** Opening EXTRACTED RECORDS block **
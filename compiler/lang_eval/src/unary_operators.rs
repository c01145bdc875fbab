//! Prefix operators.

use lang_ir::UnaryOp;

use crate::errors::{integer_overflow, unknown_prefix_operator, EvalError};
use crate::Value;

/// Apply a prefix operator to an evaluated operand.
///
/// `!` works on every value through truthiness; `-` only on integers.
pub fn evaluate_unary(value: &Value, op: UnaryOp) -> Result<Value, EvalError> {
    match (value, op) {
        (_, UnaryOp::Not) => Ok(Value::Bool(!value.is_truthy())),
        (Value::Int(n), UnaryOp::Neg) => n
            .checked_neg()
            .map(Value::Int)
            .ok_or_else(|| integer_overflow("negation")),
        (_, UnaryOp::Neg) => Err(unknown_prefix_operator(op.as_symbol(), value.kind())),
    }
}
//! Evaluation errors and control signals.
//!
//! Every language-level failure is an [`EvalError`] built by one of the
//! `#[cold]` factory functions below; the message is always the `Display` of
//! its [`EvalErrorKind`], so wording lives in exactly one place.
//!
//! Inside the evaluator, errors and `return` travel as the `Err` side of
//! [`EvalResult`] so `?` unwinds both. The public entry points fold them back
//! into `Value::Error` and `Value::Return`.

use std::fmt;

use crate::{Value, ValueKind};

/// Result of evaluating a node.
pub type EvalResult = Result<Value, ControlAction>;

/// Non-local exits from an evaluation.
#[derive(Clone, Debug, PartialEq)]
pub enum ControlAction {
    /// A failure; aborts everything up to the host.
    Error(EvalError),
    /// `return`; absorbed by the nearest function call or the program.
    Return(Value),
}

impl From<EvalError> for ControlAction {
    #[inline]
    fn from(error: EvalError) -> Self {
        ControlAction::Error(error)
    }
}

/// Typed error category.
#[derive(Clone, Debug, PartialEq, Eq)]
pub enum EvalErrorKind {
    // Arithmetic
    DivisionByZero,
    IntegerOverflow {
        operation: &'static str,
    },

    // Operators
    TypeMismatch {
        left: ValueKind,
        op: &'static str,
        right: ValueKind,
    },
    UnknownOperator {
        left: ValueKind,
        op: &'static str,
        right: ValueKind,
    },
    UnknownPrefixOperator {
        op: &'static str,
        operand: ValueKind,
    },
    IndexNotSupported {
        collection: ValueKind,
        index: ValueKind,
    },

    // Lookup
    IdentifierNotFound {
        name: String,
    },
    LoopVariableInUse {
        name: String,
    },
    NotIterable {
        kind: ValueKind,
    },

    // Calls
    NotAFunction {
        kind: ValueKind,
    },
    ArityMismatch {
        expected: usize,
        got: usize,
    },
    BuiltinArityMismatch {
        name: &'static str,
        expected: usize,
        got: usize,
    },
    WrongArgumentType {
        name: &'static str,
        expected: &'static str,
        got: ValueKind,
    },
    EmptyArray {
        name: &'static str,
    },
    PredicateNotBoolean {
        got: ValueKind,
    },
    ParseIntFailed,
    StackOverflow {
        limit: usize,
    },

    // Host
    Io {
        message: String,
    },
}

impl fmt::Display for EvalErrorKind {
    fn fmt(&self, f: &mut fmt::Formatter<'_>) -> fmt::Result {
        match self {
            Self::DivisionByZero => write!(f, "division by zero"),
            Self::IntegerOverflow { operation } => write!(f, "integer overflow in {operation}"),
            Self::TypeMismatch { left, op, right } => {
                write!(f, "type mismatch: {left} {op} {right}")
            }
            Self::UnknownOperator { left, op, right } => {
                write!(f, "unknown operator: {left} {op} {right}")
            }
            Self::UnknownPrefixOperator { op, operand } => {
                write!(f, "unknown operator: {op}{operand}")
            }
            Self::IndexNotSupported { collection, index } => {
                write!(f, "index operator not supported: {collection}[{index}]")
            }
            Self::IdentifierNotFound { name } => write!(f, "identifier not found: {name}"),
            Self::LoopVariableInUse { name } => write!(f, "loop variable already in use: {name}"),
            Self::NotIterable { kind } => write!(f, "cannot iterate over {kind}"),
            Self::NotAFunction { kind } => write!(f, "not a function: {kind}"),
            Self::ArityMismatch { expected, got } => {
                write!(f, "wrong number of arguments: expected {expected}, got {got}")
            }
            Self::BuiltinArityMismatch {
                name,
                expected,
                got,
            } => write!(
                f,
                "wrong number of arguments to {name}: expected {expected}, got {got}"
            ),
            Self::WrongArgumentType {
                name,
                expected,
                got,
            } => write!(
                f,
                "wrong argument type for {name}: expected {expected}, got {got}"
            ),
            Self::EmptyArray { name } => write!(f, "{name} called on an empty array"),
            Self::PredicateNotBoolean { got } => {
                write!(f, "partition predicate must return boolean, got {got}")
            }
            Self::ParseIntFailed => write!(f, "could not parse integer"),
            Self::StackOverflow { limit } => {
                write!(f, "maximum recursion depth exceeded (limit: {limit})")
            }
            Self::Io { message } => write!(f, "input error: {message}"),
        }
    }
}

/// Evaluation error.
#[derive(Clone, Debug, PartialEq, Eq)]
pub struct EvalError {
    pub kind: EvalErrorKind,
    /// Equals `kind.to_string()`.
    pub message: String,
}

impl EvalError {
    fn from_kind(kind: EvalErrorKind) -> Self {
        let message = kind.to_string();
        EvalError { kind, message }
    }
}

impl fmt::Display for EvalError {
    fn fmt(&self, f: &mut fmt::Formatter<'_>) -> fmt::Result {
        f.write_str(&self.message)
    }
}

impl std::error::Error for EvalError {}

// Arithmetic

#[cold]
pub fn division_by_zero() -> EvalError {
    EvalError::from_kind(EvalErrorKind::DivisionByZero)
}

#[cold]
pub fn integer_overflow(operation: &'static str) -> EvalError {
    EvalError::from_kind(EvalErrorKind::IntegerOverflow { operation })
}

// Operators

/// Binary operator applied to operands of different kinds.
#[cold]
pub fn type_mismatch(left: ValueKind, op: &'static str, right: ValueKind) -> EvalError {
    EvalError::from_kind(EvalErrorKind::TypeMismatch { left, op, right })
}

/// Binary operator not defined for two operands of the same kind.
#[cold]
pub fn unknown_operator(left: ValueKind, op: &'static str, right: ValueKind) -> EvalError {
    EvalError::from_kind(EvalErrorKind::UnknownOperator { left, op, right })
}

#[cold]
pub fn unknown_prefix_operator(op: &'static str, operand: ValueKind) -> EvalError {
    EvalError::from_kind(EvalErrorKind::UnknownPrefixOperator { op, operand })
}

#[cold]
pub fn index_not_supported(collection: ValueKind, index: ValueKind) -> EvalError {
    EvalError::from_kind(EvalErrorKind::IndexNotSupported { collection, index })
}

// Lookup

#[cold]
pub fn identifier_not_found(name: &str) -> EvalError {
    EvalError::from_kind(EvalErrorKind::IdentifierNotFound {
        name: name.to_string(),
    })
}

#[cold]
pub fn loop_variable_in_use(name: &str) -> EvalError {
    EvalError::from_kind(EvalErrorKind::LoopVariableInUse {
        name: name.to_string(),
    })
}

#[cold]
pub fn not_iterable(kind: ValueKind) -> EvalError {
    EvalError::from_kind(EvalErrorKind::NotIterable { kind })
}

// Calls

#[cold]
pub fn not_a_function(kind: ValueKind) -> EvalError {
    EvalError::from_kind(EvalErrorKind::NotAFunction { kind })
}

#[cold]
pub fn arity_mismatch(expected: usize, got: usize) -> EvalError {
    EvalError::from_kind(EvalErrorKind::ArityMismatch { expected, got })
}

#[cold]
pub fn builtin_arity_mismatch(name: &'static str, expected: usize, got: usize) -> EvalError {
    EvalError::from_kind(EvalErrorKind::BuiltinArityMismatch {
        name,
        expected,
        got,
    })
}

#[cold]
pub fn wrong_argument_type(name: &'static str, expected: &'static str, got: ValueKind) -> EvalError {
    EvalError::from_kind(EvalErrorKind::WrongArgumentType {
        name,
        expected,
        got,
    })
}

#[cold]
pub fn empty_array(name: &'static str) -> EvalError {
    EvalError::from_kind(EvalErrorKind::EmptyArray { name })
}

#[cold]
pub fn predicate_not_boolean(got: ValueKind) -> EvalError {
    EvalError::from_kind(EvalErrorKind::PredicateNotBoolean { got })
}

#[cold]
pub fn parse_int_failed() -> EvalError {
    EvalError::from_kind(EvalErrorKind::ParseIntFailed)
}

#[cold]
pub fn recursion_limit_exceeded(limit: usize) -> EvalError {
    EvalError::from_kind(EvalErrorKind::StackOverflow { limit })
}

// Host

#[cold]
pub fn io_error(error: &std::io::Error) -> EvalError {
    EvalError::from_kind(EvalErrorKind::Io {
        message: error.to_string(),
    })
}
#![allow(clippy::unwrap_used)]

use std::collections::VecDeque;
use std::io;

use pretty_assertions::assert_eq;

use super::{BuiltinFunction, BuiltinHost};
use crate::errors::{not_a_function, EvalError};
use crate::{EvalErrorKind, Value, ValueKind};

/// Host that only knows how to call builtins, records output and replays
/// scripted input.
#[derive(Default)]
struct TestHost {
    output: Vec<String>,
    input: VecDeque<String>,
}

impl BuiltinHost for TestHost {
    fn call(&mut self, callee: &Value, args: Vec<Value>) -> Result<Value, EvalError> {
        match callee {
            Value::Builtin(builtin) => builtin.call(&args, self),
            other => Err(not_a_function(other.kind())),
        }
    }

    fn print_line(&mut self, line: &str) {
        self.output.push(line.to_string());
    }

    fn read_line(&mut self) -> io::Result<Option<String>> {
        Ok(self.input.pop_front())
    }
}

fn call(builtin: BuiltinFunction, args: &[Value]) -> Result<Value, String> {
    builtin
        .call(args, &mut TestHost::default())
        .map_err(|e| e.message)
}

fn ints(values: &[i64]) -> Value {
    Value::array(values.iter().copied().map(Value::int).collect())
}

#[test]
fn lookup_by_every_name() {
    assert_eq!(BuiltinFunction::lookup("len"), Some(BuiltinFunction::Length));
    assert_eq!(BuiltinFunction::lookup("length"), Some(BuiltinFunction::Length));
    assert_eq!(BuiltinFunction::lookup("string.length"), Some(BuiltinFunction::Length));
    assert_eq!(BuiltinFunction::lookup("list.first"), Some(BuiltinFunction::First));
    assert_eq!(BuiltinFunction::lookup("concat"), Some(BuiltinFunction::StringConcat));
    assert_eq!(BuiltinFunction::lookup("list.concat"), Some(BuiltinFunction::ListConcat));
    assert_eq!(BuiltinFunction::lookup("int.parse"), Some(BuiltinFunction::ParseInt));
    assert_eq!(BuiltinFunction::lookup("read_line"), Some(BuiltinFunction::ReadLine));
    assert_eq!(BuiltinFunction::lookup("nope"), None);
    assert_eq!(BuiltinFunction::lookup("list"), None);
}

#[test]
fn every_name_resolves() {
    for name in BuiltinFunction::names() {
        assert!(BuiltinFunction::lookup(name).is_some(), "{name}");
    }
}

#[test]
fn length_of_strings_and_arrays() {
    assert_eq!(call(BuiltinFunction::Length, &[Value::string("hello")]), Ok(Value::int(5)));
    assert_eq!(call(BuiltinFunction::Length, &[ints(&[1, 2, 3])]), Ok(Value::int(3)));
    assert_eq!(call(BuiltinFunction::Length, &[Value::string("")]), Ok(Value::int(0)));
    assert_eq!(
        call(BuiltinFunction::Length, &[Value::int(1)]),
        Err("wrong argument type for length: expected string or array, got integer".into())
    );
}

#[test]
fn arity_is_checked_before_kinds() {
    assert_eq!(
        call(BuiltinFunction::Length, &[Value::int(1), Value::int(2)]),
        Err("wrong number of arguments to length: expected 1, got 2".into())
    );
    assert_eq!(
        call(BuiltinFunction::Push, &[ints(&[])]),
        Err("wrong number of arguments to push: expected 2, got 1".into())
    );
}

#[test]
fn first_and_last() {
    let xs = ints(&[4, 5, 6]);
    assert_eq!(call(BuiltinFunction::First, &[xs.clone()]), Ok(Value::int(4)));
    assert_eq!(call(BuiltinFunction::Last, &[xs]), Ok(Value::int(6)));
}

#[test]
fn first_and_last_of_empty_array_are_errors() {
    let result = BuiltinFunction::First.call(&[ints(&[])], &mut TestHost::default());
    let Err(error) = result else {
        panic!("expected an error, got {result:?}");
    };
    assert_eq!(error.kind, EvalErrorKind::EmptyArray { name: "first" });
    assert_eq!(
        call(BuiltinFunction::Last, &[ints(&[])]),
        Err("last called on an empty array".into())
    );
}

#[test]
fn string_concat() {
    assert_eq!(
        call(BuiltinFunction::StringConcat, &[Value::string("ab"), Value::string("cd")]),
        Ok(Value::string("abcd"))
    );
    assert_eq!(
        call(BuiltinFunction::StringConcat, &[Value::string("ab"), Value::int(1)]),
        Err("wrong argument type for concat: expected string, got integer".into())
    );
}

#[test]
fn list_concat_push_and_reverse_build_new_arrays() {
    let xs = ints(&[1, 2]);
    assert_eq!(
        call(BuiltinFunction::ListConcat, &[xs.clone(), ints(&[3])]),
        Ok(ints(&[1, 2, 3]))
    );
    assert_eq!(
        call(BuiltinFunction::Push, &[xs.clone(), Value::string("x")]),
        Ok(Value::array(vec![Value::int(1), Value::int(2), Value::string("x")]))
    );
    assert_eq!(call(BuiltinFunction::Reverse, &[xs.clone()]), Ok(ints(&[2, 1])));
    assert_eq!(xs, ints(&[1, 2]));
}

#[test]
fn parse_int() {
    assert_eq!(call(BuiltinFunction::ParseInt, &[Value::string("42")]), Ok(Value::int(42)));
    assert_eq!(call(BuiltinFunction::ParseInt, &[Value::string("-7")]), Ok(Value::int(-7)));
    for text in [" 42 ", "+5", "4 2", "", "-"] {
        assert_eq!(
            call(BuiltinFunction::ParseInt, &[Value::string(text)]),
            Err("could not parse integer".into()),
            "{text:?}"
        );
    }
    assert_eq!(
        call(BuiltinFunction::ParseInt, &[Value::string("abc")]),
        Err("could not parse integer".into())
    );
    assert_eq!(
        call(BuiltinFunction::ParseInt, &[Value::string("99999999999999999999")]),
        Err("could not parse integer".into())
    );
}

#[test]
fn print_renders_through_the_host() {
    let mut host = TestHost::default();
    let args = [Value::array(vec![Value::string("a"), Value::int(1)])];
    assert_eq!(BuiltinFunction::Print.call(&args, &mut host), Ok(Value::Null));
    assert_eq!(host.output, vec!["[a, 1]".to_string()]);
}

#[test]
fn read_line_returns_empty_string_at_end_of_input() {
    let mut host = TestHost {
        input: VecDeque::from(["typed".to_string()]),
        ..TestHost::default()
    };
    assert_eq!(
        BuiltinFunction::ReadLine.call(&[], &mut host),
        Ok(Value::string("typed"))
    );
    assert_eq!(
        BuiltinFunction::ReadLine.call(&[], &mut host),
        Ok(Value::string(""))
    );
    assert_eq!(
        call(BuiltinFunction::ReadLine, &[Value::Null]),
        Err("wrong number of arguments to read_line: expected 0, got 1".into())
    );
}

#[test]
fn partition_predicate_must_return_boolean() {
    let predicate = Value::builtin(BuiltinFunction::Length);
    assert_eq!(
        call(BuiltinFunction::Partition, &[ints(&[]), predicate.clone()]),
        Ok(Value::array(vec![ints(&[]), ints(&[])]))
    );
    let words = Value::array(vec![Value::string("ab")]);
    assert_eq!(
        call(BuiltinFunction::Partition, &[words, predicate]),
        Err("partition predicate must return boolean, got integer".into())
    );
}

#[test]
fn partition_requires_a_callable() {
    assert_eq!(
        call(BuiltinFunction::Partition, &[ints(&[1]), Value::int(3)]),
        Err("wrong argument type for partition: expected function, got integer".into())
    );
}

#[test]
fn rendering_uses_canonical_name() {
    let value = Value::builtin(BuiltinFunction::lookup("len").unwrap());
    assert_eq!(value.render(), "builtin function length");
    assert_eq!(value.kind(), ValueKind::Builtin);
}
** Closing EXTRACTED RECORDS block **
Each line of the data that has the string "callee" should be returned.

    fn call(&mut self, callee: &Value, args: Vec<Value>) -> Result<Value, EvalError> {
        match callee {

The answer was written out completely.